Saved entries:
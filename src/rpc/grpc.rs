//! gRPC transport over tonic.
//!
//! One TLS [`Channel`] per dial, wrapped with [`MacaroonInterceptor`]; a single
//! [`GrpcClient`] serves all three services by path.
//!
//! The daemon's certificate is self-signed and issued for `localhost`, so it is pinned
//! as the only trusted CA and the TLS server name is fixed to `localhost`.

use async_trait::async_trait;
use futures::StreamExt;
use tonic::codec::ProstCodec;
use tonic::codegen::InterceptedService;
use tonic::codegen::http::uri::PathAndQuery;
use tonic::metadata::{Ascii, MetadataValue};
use tonic::service::Interceptor;
use tonic::transport::{Certificate, Channel, ClientTlsConfig};
use tonic::{Request, Status};

use super::api::{ClientSet, DialTarget, Dialer, LightningApi, RpcStream, StateApi, WalletUnlockerApi};
use super::credentials::Macaroon;
use super::proto;
use crate::error::RpcError;

const TLS_DOMAIN: &str = "localhost";

/// Adds the hex macaroon to every request's metadata.
#[derive(Clone)]
pub struct MacaroonInterceptor {
    macaroon: Option<MetadataValue<Ascii>>,
}

impl MacaroonInterceptor {
    pub fn new(macaroon: Option<&Macaroon>) -> Result<Self, RpcError> {
        let macaroon = macaroon
            .map(|m| {
                m.to_hex()
                    .parse::<MetadataValue<Ascii>>()
                    .map_err(|e| RpcError::Malformed(format!("macaroon metadata: {e}")))
            })
            .transpose()?;
        Ok(Self { macaroon })
    }
}

impl Interceptor for MacaroonInterceptor {
    fn call(&mut self, mut req: Request<()>) -> Result<Request<()>, Status> {
        if let Some(mac) = &self.macaroon {
            req.metadata_mut().insert("macaroon", mac.clone());
        }
        Ok(req)
    }
}

type AuthChannel = InterceptedService<Channel, MacaroonInterceptor>;

/// Path-addressed client for the `lnrpc` services.
#[derive(Clone)]
pub struct GrpcClient {
    inner: tonic::client::Grpc<AuthChannel>,
}

impl GrpcClient {
    pub fn new(channel: Channel, interceptor: MacaroonInterceptor) -> Self {
        Self {
            inner: tonic::client::Grpc::new(InterceptedService::new(channel, interceptor)),
        }
    }

    async fn unary<Req, Resp>(&self, req: Req, path: &'static str) -> Result<Resp, RpcError>
    where
        Req: prost::Message + Send + Sync + 'static,
        Resp: prost::Message + Default + Send + Sync + 'static,
    {
        let mut grpc = self.inner.clone();
        grpc.ready()
            .await
            .map_err(|e| RpcError::Unavailable(format!("service not ready: {e}")))?;
        let codec: ProstCodec<Req, Resp> = ProstCodec::default();
        let resp = grpc
            .unary(Request::new(req), PathAndQuery::from_static(path), codec)
            .await?;
        Ok(resp.into_inner())
    }

    async fn server_streaming<Req, Resp>(&self, req: Req, path: &'static str) -> Result<RpcStream<Resp>, RpcError>
    where
        Req: prost::Message + Send + Sync + 'static,
        Resp: prost::Message + Default + Send + Sync + 'static,
    {
        let mut grpc = self.inner.clone();
        grpc.ready()
            .await
            .map_err(|e| RpcError::Unavailable(format!("service not ready: {e}")))?;
        let codec: ProstCodec<Req, Resp> = ProstCodec::default();
        let stream = grpc
            .server_streaming(Request::new(req), PathAndQuery::from_static(path), codec)
            .await?
            .into_inner();
        Ok(stream.map(|item| item.map_err(RpcError::from)).boxed())
    }
}

#[async_trait]
impl LightningApi for GrpcClient {
    async fn get_info(&self) -> Result<proto::GetInfoResponse, RpcError> {
        self.unary(proto::GetInfoRequest {}, "/lnrpc.Lightning/GetInfo").await
    }

    async fn describe_graph(&self, req: proto::ChannelGraphRequest) -> Result<proto::ChannelGraph, RpcError> {
        self.unary(req, "/lnrpc.Lightning/DescribeGraph").await
    }

    async fn subscribe_channel_graph(&self) -> Result<RpcStream<proto::GraphTopologyUpdate>, RpcError> {
        self.server_streaming(
            proto::GraphTopologySubscription {},
            "/lnrpc.Lightning/SubscribeChannelGraph",
        )
        .await
    }

    async fn wallet_balance(&self) -> Result<proto::WalletBalanceResponse, RpcError> {
        self.unary(proto::WalletBalanceRequest {}, "/lnrpc.Lightning/WalletBalance")
            .await
    }

    async fn stop_daemon(&self) -> Result<(), RpcError> {
        let _: proto::StopResponse = self
            .unary(proto::StopRequest {}, "/lnrpc.Lightning/StopDaemon")
            .await?;
        Ok(())
    }
}

#[async_trait]
impl StateApi for GrpcClient {
    async fn subscribe_state(&self) -> Result<RpcStream<proto::SubscribeStateResponse>, RpcError> {
        self.server_streaming(proto::SubscribeStateRequest {}, "/lnrpc.State/SubscribeState")
            .await
    }
}

#[async_trait]
impl WalletUnlockerApi for GrpcClient {
    async fn gen_seed(&self, req: proto::GenSeedRequest) -> Result<proto::GenSeedResponse, RpcError> {
        self.unary(req, "/lnrpc.WalletUnlocker/GenSeed").await
    }

    async fn init_wallet(&self, req: proto::InitWalletRequest) -> Result<proto::InitWalletResponse, RpcError> {
        self.unary(req, "/lnrpc.WalletUnlocker/InitWallet").await
    }

    async fn unlock_wallet(&self, req: proto::UnlockWalletRequest) -> Result<(), RpcError> {
        let _: proto::UnlockWalletResponse = self.unary(req, "/lnrpc.WalletUnlocker/UnlockWallet").await?;
        Ok(())
    }

    async fn change_password(
        &self,
        req: proto::ChangePasswordRequest,
    ) -> Result<proto::ChangePasswordResponse, RpcError> {
        self.unary(req, "/lnrpc.WalletUnlocker/ChangePassword").await
    }
}

/// Dials the daemon over TLS.
#[derive(Clone, Copy, Debug, Default)]
pub struct GrpcDialer;

#[async_trait]
impl Dialer for GrpcDialer {
    async fn dial(&self, target: &DialTarget) -> Result<ClientSet, RpcError> {
        let tls = ClientTlsConfig::new()
            .ca_certificate(Certificate::from_pem(&target.tls_cert))
            .domain_name(TLS_DOMAIN);
        let endpoint = Channel::from_shared(format!("https://{}", target.addr))
            .map_err(|e| RpcError::Malformed(format!("rpc address {}: {e}", target.addr)))?
            .tls_config(tls)
            .map_err(|e| RpcError::Malformed(format!("tls config: {e}")))?
            .connect_timeout(target.connect_timeout)
            .timeout(target.request_timeout);
        let channel = endpoint
            .connect()
            .await
            .map_err(|e| RpcError::Unavailable(format!("{}: {e}", target.addr)))?;

        let interceptor = MacaroonInterceptor::new(target.macaroon.as_ref())?;
        Ok(ClientSet::from_shared(std::sync::Arc::new(GrpcClient::new(
            channel,
            interceptor,
        ))))
    }
}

* Task: Go through the entries above and copy each line holding the string "AuthChannel".

* Solution to this exercise:
type AuthChannel = InterceptedService<Channel, MacaroonInterceptor>;
    inner: tonic::client::Grpc<AuthChannel>,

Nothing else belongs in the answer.